* Goal of the exercise: All lines containing the string "BookingSettings" must be copied from the entries.

* Items from a data source:
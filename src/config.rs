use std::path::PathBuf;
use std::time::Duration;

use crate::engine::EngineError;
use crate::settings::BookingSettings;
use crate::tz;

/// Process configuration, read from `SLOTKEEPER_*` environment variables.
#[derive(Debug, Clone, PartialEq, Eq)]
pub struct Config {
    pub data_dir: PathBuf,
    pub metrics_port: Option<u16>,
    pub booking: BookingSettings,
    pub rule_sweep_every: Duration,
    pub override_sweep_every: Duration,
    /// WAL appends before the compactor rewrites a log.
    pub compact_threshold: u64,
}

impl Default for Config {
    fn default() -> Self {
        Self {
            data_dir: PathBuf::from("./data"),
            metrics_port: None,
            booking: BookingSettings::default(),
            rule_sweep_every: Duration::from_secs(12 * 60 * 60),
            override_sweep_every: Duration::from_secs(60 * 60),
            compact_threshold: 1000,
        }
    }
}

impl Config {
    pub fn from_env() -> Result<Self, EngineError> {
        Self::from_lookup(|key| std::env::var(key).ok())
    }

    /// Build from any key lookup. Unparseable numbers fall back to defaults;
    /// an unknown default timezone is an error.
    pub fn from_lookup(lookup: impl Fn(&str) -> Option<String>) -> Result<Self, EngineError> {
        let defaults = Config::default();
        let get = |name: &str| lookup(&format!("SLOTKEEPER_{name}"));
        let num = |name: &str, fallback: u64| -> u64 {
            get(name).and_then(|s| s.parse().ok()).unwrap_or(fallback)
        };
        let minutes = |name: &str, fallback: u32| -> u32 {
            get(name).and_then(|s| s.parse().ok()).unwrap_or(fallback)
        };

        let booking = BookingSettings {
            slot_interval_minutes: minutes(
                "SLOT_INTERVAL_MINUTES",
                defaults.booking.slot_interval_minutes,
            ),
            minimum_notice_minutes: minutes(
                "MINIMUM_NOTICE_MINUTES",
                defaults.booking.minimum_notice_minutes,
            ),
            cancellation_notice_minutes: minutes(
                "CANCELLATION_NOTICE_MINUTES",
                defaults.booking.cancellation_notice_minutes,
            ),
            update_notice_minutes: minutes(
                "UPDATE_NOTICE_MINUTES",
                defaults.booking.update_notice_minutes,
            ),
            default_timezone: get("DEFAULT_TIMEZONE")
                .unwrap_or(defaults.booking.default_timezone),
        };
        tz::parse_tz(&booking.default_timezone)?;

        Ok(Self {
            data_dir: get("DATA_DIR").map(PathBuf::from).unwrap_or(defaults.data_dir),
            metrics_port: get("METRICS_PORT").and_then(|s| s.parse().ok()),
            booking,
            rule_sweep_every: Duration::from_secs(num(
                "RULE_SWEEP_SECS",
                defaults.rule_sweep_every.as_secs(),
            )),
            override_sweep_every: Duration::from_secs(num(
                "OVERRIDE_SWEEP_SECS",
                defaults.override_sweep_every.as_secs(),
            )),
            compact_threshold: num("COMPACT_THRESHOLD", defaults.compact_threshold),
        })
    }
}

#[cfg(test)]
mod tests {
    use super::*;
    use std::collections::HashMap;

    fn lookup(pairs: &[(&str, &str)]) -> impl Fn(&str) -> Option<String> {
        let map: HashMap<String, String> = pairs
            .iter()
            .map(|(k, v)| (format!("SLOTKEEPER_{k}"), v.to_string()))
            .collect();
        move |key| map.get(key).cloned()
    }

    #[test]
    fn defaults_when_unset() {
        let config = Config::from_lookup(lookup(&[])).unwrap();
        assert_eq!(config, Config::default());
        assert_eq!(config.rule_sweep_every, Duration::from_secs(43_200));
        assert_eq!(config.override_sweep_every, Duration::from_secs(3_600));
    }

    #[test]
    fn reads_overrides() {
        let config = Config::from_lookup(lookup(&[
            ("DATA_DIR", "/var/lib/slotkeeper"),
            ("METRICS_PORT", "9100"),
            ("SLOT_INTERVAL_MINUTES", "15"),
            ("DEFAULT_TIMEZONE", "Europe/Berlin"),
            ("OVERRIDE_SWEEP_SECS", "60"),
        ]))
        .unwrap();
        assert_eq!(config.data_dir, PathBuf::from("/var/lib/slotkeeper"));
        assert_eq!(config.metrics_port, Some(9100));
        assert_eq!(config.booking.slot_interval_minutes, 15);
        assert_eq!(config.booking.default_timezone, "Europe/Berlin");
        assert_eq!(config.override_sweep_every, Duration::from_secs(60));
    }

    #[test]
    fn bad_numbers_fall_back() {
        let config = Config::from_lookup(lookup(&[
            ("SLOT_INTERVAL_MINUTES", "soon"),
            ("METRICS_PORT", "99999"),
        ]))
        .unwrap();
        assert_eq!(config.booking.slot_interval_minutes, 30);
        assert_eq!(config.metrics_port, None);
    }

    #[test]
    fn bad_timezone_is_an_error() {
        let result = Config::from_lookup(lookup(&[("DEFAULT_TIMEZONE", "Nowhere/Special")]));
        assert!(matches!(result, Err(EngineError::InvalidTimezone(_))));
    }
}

* Exercise answer:
use crate::settings::BookingSettings;
    pub booking: BookingSettings,
            booking: BookingSettings::default(),
        let booking = BookingSettings {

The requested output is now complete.